What you need to do
Search the entries below. Return every line that has "CriticalMove" in it.

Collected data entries
-=-=-
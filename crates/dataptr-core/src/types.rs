//! Shape descriptors for dynamic values and the input formats they come from.
//!
//! The value tree itself is `serde_json::Value`. These types name its shapes
//! so errors can report what was found and what was asked for without
//! formatting the value into a string.

use serde_json::Value;
use std::fmt;
use std::path::Path;
use std::str::FromStr;

/// The runtime shape of a [`Value`] node.
#[derive(Debug, Clone, Copy, PartialEq, Eq, Hash)]
pub enum ValueKind {
    Null,
    Bool,
    Number,
    String,
    Sequence,
    Mapping,
}

impl ValueKind {
    /// Classify a value node.
    pub fn of(value: &Value) -> Self {
        match value {
            Value::Null => ValueKind::Null,
            Value::Bool(_) => ValueKind::Bool,
            Value::Number(_) => ValueKind::Number,
            Value::String(_) => ValueKind::String,
            Value::Array(_) => ValueKind::Sequence,
            Value::Object(_) => ValueKind::Mapping,
        }
    }

    /// Lowercase name used in error messages.
    pub fn as_str(self) -> &'static str {
        match self {
            ValueKind::Null => "null",
            ValueKind::Bool => "bool",
            ValueKind::Number => "number",
            ValueKind::String => "string",
            ValueKind::Sequence => "sequence",
            ValueKind::Mapping => "mapping",
        }
    }
}

impl fmt::Display for ValueKind {
    fn fmt(&self, f: &mut fmt::Formatter<'_>) -> fmt::Result {
        f.write_str(self.as_str())
    }
}

/// The type a typed accessor asked for.
///
/// Distinct from [`ValueKind`]: `Int` and `Duration` are narrower than the
/// node kinds that carry them (a number, a string).
#[derive(Debug, Clone, Copy, PartialEq, Eq, Hash)]
pub enum Expected {
    Mapping,
    Sequence,
    Bool,
    Int,
    String,
    Duration,
}

impl fmt::Display for Expected {
    fn fmt(&self, f: &mut fmt::Formatter<'_>) -> fmt::Result {
        f.write_str(match self {
            Expected::Mapping => "mapping",
            Expected::Sequence => "sequence",
            Expected::Bool => "bool",
            Expected::Int => "integer",
            Expected::String => "string",
            Expected::Duration => "duration",
        })
    }
}

/// Supported input formats.
#[derive(Debug, Clone, Copy, PartialEq, Eq, Default)]
pub enum Format {
    #[default]
    Json,
    Yaml,
}

impl Format {
    /// Guess the format from a file extension (`.json`, `.yaml`, `.yml`).
    ///
    /// Returns `None` for any other extension, or when there is none.
    pub fn from_path(path: &Path) -> Option<Self> {
        let ext = path.extension()?.to_str()?;
        ext.parse().ok()
    }
}

impl FromStr for Format {
    type Err = UnknownFormat;

    fn from_str(s: &str) -> Result<Self, Self::Err> {
        match s.to_ascii_lowercase().as_str() {
            "json" => Ok(Format::Json),
            "yaml" | "yml" => Ok(Format::Yaml),
            _ => Err(UnknownFormat(s.to_string())),
        }
    }
}

impl fmt::Display for Format {
    fn fmt(&self, f: &mut fmt::Formatter<'_>) -> fmt::Result {
        f.write_str(match self {
            Format::Json => "json",
            Format::Yaml => "yaml",
        })
    }
}

/// Returned when a format name is neither `json` nor `yaml`/`yml`.
#[derive(Debug, Clone, PartialEq, Eq, thiserror::Error)]
#[error("unknown format '{0}' (expected json or yaml)")]
pub struct UnknownFormat(pub String);
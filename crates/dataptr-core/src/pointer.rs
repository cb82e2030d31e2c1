//! JSON Pointer (RFC 6901) resolution with a distinct "missing" signal.
//!
//! `serde_json::Value::pointer` collapses every failure into `None`. Lookups
//! here need to tell a key or index that is simply absent apart from a
//! pointer that can never resolve (a scalar in the middle of the path, a
//! malformed index), so resolution reports a [`ResolveError`] instead.
//!
//! # Examples
//!
//! ```
//! use dataptr::pointer::resolve_pointer;
//! use serde_json::json;
//!
//! let doc = json!({"z": ["ok", 2, 5]});
//! assert_eq!(resolve_pointer(&doc, "/z/1").unwrap(), &json!(2));
//!
//! let err = resolve_pointer(&doc, "/z/9").unwrap_err();
//! assert!(err.is_missing());
//! ```

use crate::types::ValueKind;
use serde_json::Value;
use std::borrow::Cow;
use thiserror::Error;

/// Why a pointer failed to resolve.
#[derive(Error, Debug, Clone, PartialEq, Eq)]
pub enum ResolveError {
    #[error("pointer '{0}' does not start with '/'")]
    Syntax(String),

    #[error("invalid escape sequence in reference token '{0}'")]
    BadEscape(String),

    #[error("property '{0}' not found")]
    MissingProperty(String),

    #[error("index {index} out of range for sequence of length {len}")]
    IndexOutOfRange { index: usize, len: usize },

    /// The `-` token, which names the element after the last one.
    #[error("index '-' refers past the end of a sequence of length {len}")]
    PastEnd { len: usize },

    #[error("invalid sequence index '{0}'")]
    InvalidIndex(String),

    #[error("cannot look up '{token}' in a {kind} value")]
    NotAContainer { token: String, kind: ValueKind },
}

impl ResolveError {
    /// True when the pointer is well formed and walks real containers, but
    /// a key or index along the way does not exist.
    pub fn is_missing(&self) -> bool {
        matches!(
            self,
            ResolveError::MissingProperty(_)
                | ResolveError::IndexOutOfRange { .. }
                | ResolveError::PastEnd { .. }
        )
    }
}

/// Resolve `pointer` against `root`.
///
/// The empty pointer addresses `root` itself. Every other pointer must start
/// with `/`; each `/`-separated reference token is unescaped (`~1` is `/`,
/// `~0` is `~`) and looked up as a mapping key or a sequence index.
pub fn resolve_pointer<'v>(root: &'v Value, pointer: &str) -> Result<&'v Value, ResolveError> {
    if pointer.is_empty() {
        return Ok(root);
    }
    let Some(rest) = pointer.strip_prefix('/') else {
        return Err(ResolveError::Syntax(pointer.to_string()));
    };

    let mut current = root;
    for raw in rest.split('/') {
        let token = unescape_token(raw)?;
        current = step(current, &token)?;
    }
    Ok(current)
}

fn step<'v>(node: &'v Value, token: &str) -> Result<&'v Value, ResolveError> {
    match node {
        Value::Object(map) => map
            .get(token)
            .ok_or_else(|| ResolveError::MissingProperty(token.to_string())),
        Value::Array(items) => {
            let len = items.len();
            if token == "-" {
                return Err(ResolveError::PastEnd { len });
            }
            let index = parse_index(token)?;
            items
                .get(index)
                .ok_or(ResolveError::IndexOutOfRange { index, len })
        }
        other => Err(ResolveError::NotAContainer {
            token: token.to_string(),
            kind: ValueKind::of(other),
        }),
    }
}

/// Array indices are `0` or a digit string without a leading zero.
fn parse_index(token: &str) -> Result<usize, ResolveError> {
    let well_formed = !token.is_empty()
        && token.bytes().all(|b| b.is_ascii_digit())
        && (token == "0" || !token.starts_with('0'));
    if !well_formed {
        return Err(ResolveError::InvalidIndex(token.to_string()));
    }
    // Digits that overflow usize can never be in range.
    Ok(token.parse().unwrap_or(usize::MAX))
}

fn unescape_token(raw: &str) -> Result<Cow<'_, str>, ResolveError> {
    if !raw.contains('~') {
        return Ok(Cow::Borrowed(raw));
    }
    let mut out = String::with_capacity(raw.len());
    let mut chars = raw.chars();
    while let Some(c) = chars.next() {
        if c != '~' {
            out.push(c);
            continue;
        }
        match chars.next() {
            Some('0') => out.push('~'),
            Some('1') => out.push('/'),
            _ => return Err(ResolveError::BadEscape(raw.to_string())),
        }
    }
    Ok(Cow::Owned(out))
}

/// Escape a raw mapping key so it can be used as a single reference token.
pub fn escape_token(key: &str) -> Cow<'_, str> {
    if key.contains(['~', '/']) {
        Cow::Owned(key.replace('~', "~0").replace('/', "~1"))
    } else {
        Cow::Borrowed(key)
    }
}
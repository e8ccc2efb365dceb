use chrono::{DateTime, Utc, Weekday};
use serde::{Deserialize, Serialize};
use std::collections::BTreeMap;

// --- API Record Structures ---

/// Raw game record as returned by the chess.com archive endpoints.
///
/// Every field is optional: a record missing a required field must surface as
/// a per-record parse error, not as a failure to decode the whole archive.
#[derive(Debug, Clone, Default, Deserialize, Serialize)]
#[serde(default)]
pub struct RawGameRecord {
    pub url: Option<String>,
    pub pgn: Option<String>,
    pub end_time: Option<i64>,
    pub rated: Option<bool>,
    pub time_class: Option<String>,
    pub eco: Option<String>,
    pub white: Option<RawSide>,
    pub black: Option<RawSide>,
}

#[derive(Debug, Clone, Default, Deserialize, Serialize)]
#[serde(default)]
pub struct RawSide {
    pub username: Option<String>,
    pub rating: Option<i32>,
    pub result: Option<String>,
}

/// Current rating of the analysed player, taken from the stats endpoint.
#[derive(Debug, Clone, Copy, Default, PartialEq)]
pub struct RatingSnapshot {
    pub rating: i32,
}

/// Who the report is about.
#[derive(Debug, Clone, PartialEq)]
pub struct PlayerProfile {
    pub username: String,
    pub current_rating: i32,
    pub rating_level: RatingLevel,
}

impl PlayerProfile {
    pub fn new(username: &str, snapshot: RatingSnapshot) -> Self {
        Self {
            username: username.to_string(),
            current_rating: snapshot.rating,
            rating_level: RatingLevel::from_rating(snapshot.rating),
        }
    }
}

#[derive(Debug, Clone, Copy, PartialEq, Eq)]
pub enum RatingLevel {
    Beginner,     // < 800
    Novice,       // 800-1199
    Intermediate, // 1200-1599
    Advanced,     // 1600-1999
    Expert,       // 2000-2199
    Master,       // 2200+
}

impl RatingLevel {
    pub fn from_rating(rating: i32) -> Self {
        if rating < 800 {
            RatingLevel::Beginner
        } else if rating < 1200 {
            RatingLevel::Novice
        } else if rating < 1600 {
            RatingLevel::Intermediate
        } else if rating < 2000 {
            RatingLevel::Advanced
        } else if rating < 2200 {
            RatingLevel::Expert
        } else {
            RatingLevel::Master
        }
    }

    pub fn as_str(&self) -> &str {
        match self {
            RatingLevel::Beginner => "Beginner",
            RatingLevel::Novice => "Novice",
            RatingLevel::Intermediate => "Intermediate",
            RatingLevel::Advanced => "Advanced",
            RatingLevel::Expert => "Expert",
            RatingLevel::Master => "Master",
        }
    }
}

// --- Parsed Game ---

#[derive(Debug, Clone, Copy, PartialEq, Eq, Hash)]
pub enum Color {
    White,
    Black,
}

impl Color {
    pub fn as_str(&self) -> &str {
        match self {
            Color::White => "white",
            Color::Black => "black",
        }
    }

    /// Whether the ply at `index` (0-based, White first) belongs to this side.
    pub fn owns_ply(&self, index: usize) -> bool {
        match self {
            Color::White => index % 2 == 0,
            Color::Black => index % 2 == 1,
        }
    }
}

#[derive(Debug, Clone, Copy, PartialEq, Eq, Hash)]
pub enum ResultType {
    Win,
    Loss,
    Draw,
}

impl ResultType {
    pub fn as_str(&self) -> &str {
        match self {
            ResultType::Win => "win",
            ResultType::Loss => "loss",
            ResultType::Draw => "draw",
        }
    }
}

#[derive(Debug, Clone, Copy, PartialEq, Eq, Hash, PartialOrd, Ord)]
pub enum GamePhase {
    Opening,
    Middlegame,
    Endgame,
}

impl GamePhase {
    pub const ALL: [GamePhase; 3] = [GamePhase::Opening, GamePhase::Middlegame, GamePhase::Endgame];

    pub fn as_str(&self) -> &str {
        match self {
            GamePhase::Opening => "opening",
            GamePhase::Middlegame => "middlegame",
            GamePhase::Endgame => "endgame",
        }
    }
}

#[derive(Debug, Clone, Copy, PartialEq, Eq, Hash, PartialOrd, Ord)]
pub enum Termination {
    Checkmate,
    Resignation,
    Time,
    Stalemate,
    Draw,
    Other,
}

impl Termination {
    pub fn as_str(&self) -> &str {
        match self {
            Termination::Checkmate => "checkmate",
            Termination::Resignation => "resignation",
            Termination::Time => "time",
            Termination::Stalemate => "stalemate",
            Termination::Draw => "draw",
            Termination::Other => "other",
        }
    }
}

#[derive(Debug, Clone, Copy, PartialEq, Eq, Hash, PartialOrd, Ord)]
pub enum TimeOfDay {
    Morning,
    Afternoon,
    Evening,
    Night,
}

impl TimeOfDay {
    pub const ALL: [TimeOfDay; 4] = [
        TimeOfDay::Morning,
        TimeOfDay::Afternoon,
        TimeOfDay::Evening,
        TimeOfDay::Night,
    ];

    pub fn from_hour(hour: u32) -> Self {
        match hour {
            6..=11 => TimeOfDay::Morning,
            12..=17 => TimeOfDay::Afternoon,
            18..=23 => TimeOfDay::Evening,
            _ => TimeOfDay::Night,
        }
    }

    pub fn as_str(&self) -> &str {
        match self {
            TimeOfDay::Morning => "Morning",
            TimeOfDay::Afternoon => "Afternoon",
            TimeOfDay::Evening => "Evening",
            TimeOfDay::Night => "Night",
        }
    }

    pub fn hours_label(&self) -> &str {
        match self {
            TimeOfDay::Morning => "6am-12pm",
            TimeOfDay::Afternoon => "12pm-6pm",
            TimeOfDay::Evening => "6pm-12am",
            TimeOfDay::Night => "12am-6am",
        }
    }
}

/// Mean clock reading (seconds) of the subject within each phase.
#[derive(Debug, Clone, Copy, Default, PartialEq)]
pub struct PhaseTimes {
    pub opening: f64,
    pub middlegame: f64,
    pub endgame: f64,
}

impl PhaseTimes {
    pub fn get(&self, phase: GamePhase) -> f64 {
        match phase {
            GamePhase::Opening => self.opening,
            GamePhase::Middlegame => self.middlegame,
            GamePhase::Endgame => self.endgame,
        }
    }
}

/// A move with anomalous time usage.
#[derive(Debug, Clone, Copy, PartialEq)]
pub struct CriticalMove {
    pub move_number: u32,
    pub time_delta: f64,
    pub clock: f64,
}

/// Clock-derived facts. Only built when the PGN carries `%clk` annotations.
#[derive(Debug, Clone, PartialEq)]
pub struct ClockData {
    pub time_data: Vec<f64>,
    pub final_time: f64,
    pub time_pressure_moves: u32,
    pub avg_time_per_phase: PhaseTimes,
    pub critical_moves: Vec<CriticalMove>,
    pub avg_time_per_move: Option<f64>,
}

#[derive(Debug, Clone, Default, PartialEq)]
pub struct TradeSummary {
    pub trades_initiated: u32,
    pub piece_trades: BTreeMap<char, u32>,
    pub queen_trade: bool,
}

#[derive(Debug, Clone, Copy, Default, PartialEq, Eq)]
pub struct TacticFlags {
    pub forks: bool,
    pub discovered: bool,
    pub back_rank: bool,
}

/// Structured facts extracted from one game, seen from the subject's side.
#[derive(Debug, Clone, PartialEq)]
pub struct ParsedGame {
    pub url: String,
    pub time_control: String,
    pub rated: bool,
    pub date: DateTime<Utc>,

    pub color: Color,
    pub result: String,
    pub result_type: ResultType,
    pub opponent: String,
    pub player_rating: i32,
    pub opponent_rating: i32,

    pub moves: Vec<String>,
    pub total_moves: u32,
    pub end_phase: GamePhase,
    pub opening: String,
    pub opening_moves: String,
    pub termination: Termination,

    pub day_of_week: Weekday,
    pub hour_of_day: u32,
    pub time_of_day: TimeOfDay,

    pub clock: Option<ClockData>,

    pub piece_activity: BTreeMap<char, u32>,
    pub captures_made: u32,
    pub trades: TradeSummary,
    pub tactics: TacticFlags,
}

impl ParsedGame {
    /// Opponent rating minus player rating.
    pub fn rating_diff(&self) -> i32 {
        self.opponent_rating - self.player_rating
    }

    pub fn is_win(&self) -> bool {
        self.result_type == ResultType::Win
    }

    pub fn is_loss(&self) -> bool {
        self.result_type == ResultType::Loss
    }

    pub fn final_time(&self) -> Option<f64> {
        self.clock.as_ref().map(|c| c.final_time)
    }
}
-=-=-
Answer
pub struct CriticalMove {
    pub critical_moves: Vec<CriticalMove>,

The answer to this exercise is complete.